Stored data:
====

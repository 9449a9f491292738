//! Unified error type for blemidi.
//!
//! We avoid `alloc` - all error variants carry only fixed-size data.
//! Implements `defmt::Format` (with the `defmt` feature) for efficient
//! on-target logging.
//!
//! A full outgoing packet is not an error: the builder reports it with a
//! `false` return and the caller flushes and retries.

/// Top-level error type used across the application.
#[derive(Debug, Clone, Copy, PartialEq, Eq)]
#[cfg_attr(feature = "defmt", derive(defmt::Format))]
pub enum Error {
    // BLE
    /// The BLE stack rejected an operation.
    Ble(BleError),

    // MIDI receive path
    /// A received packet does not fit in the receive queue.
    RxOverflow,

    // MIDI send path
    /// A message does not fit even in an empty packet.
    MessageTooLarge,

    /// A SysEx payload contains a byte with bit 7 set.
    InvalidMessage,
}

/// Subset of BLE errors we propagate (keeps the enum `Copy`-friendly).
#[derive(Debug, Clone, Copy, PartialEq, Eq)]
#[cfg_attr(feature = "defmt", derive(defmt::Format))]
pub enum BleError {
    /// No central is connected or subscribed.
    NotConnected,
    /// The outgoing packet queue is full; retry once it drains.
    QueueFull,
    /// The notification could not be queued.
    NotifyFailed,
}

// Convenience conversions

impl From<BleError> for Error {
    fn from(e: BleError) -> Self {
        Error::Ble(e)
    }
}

====

## TASK DESCRIPTION
Exactly as given, please retype all the entries.

## WRITTEN SOLUTION
repository 9449a9f491292738
//! Unified error type for blemidi.
//!
//! We avoid `alloc` - all error variants carry only fixed-size data.
//! Implements `defmt::Format` (with the `defmt` feature) for efficient
//! on-target logging.
//!
//! A full outgoing packet is not an error: the builder reports it with a
//! `false` return and the caller flushes and retries.

/// Top-level error type used across the application.
#[derive(Debug, Clone, Copy, PartialEq, Eq)]
#[cfg_attr(feature = "defmt", derive(defmt::Format))]
pub enum Error {
    // BLE
    /// The BLE stack rejected an operation.
    Ble(BleError),

    // MIDI receive path
    /// A received packet does not fit in the receive queue.
    RxOverflow,

    // MIDI send path
    /// A message does not fit even in an empty packet.
    MessageTooLarge,

    /// A SysEx payload contains a byte with bit 7 set.
    InvalidMessage,
}

/// Subset of BLE errors we propagate (keeps the enum `Copy`-friendly).
#[derive(Debug, Clone, Copy, PartialEq, Eq)]
#[cfg_attr(feature = "defmt", derive(defmt::Format))]
pub enum BleError {
    /// No central is connected or subscribed.
    NotConnected,
    /// The outgoing packet queue is full; retry once it drains.
    QueueFull,
    /// The notification could not be queued.
    NotifyFailed,
}

// Convenience conversions

impl From<BleError> for Error {
    fn from(e: BleError) -> Self {
        Error::Ble(e)
    }
}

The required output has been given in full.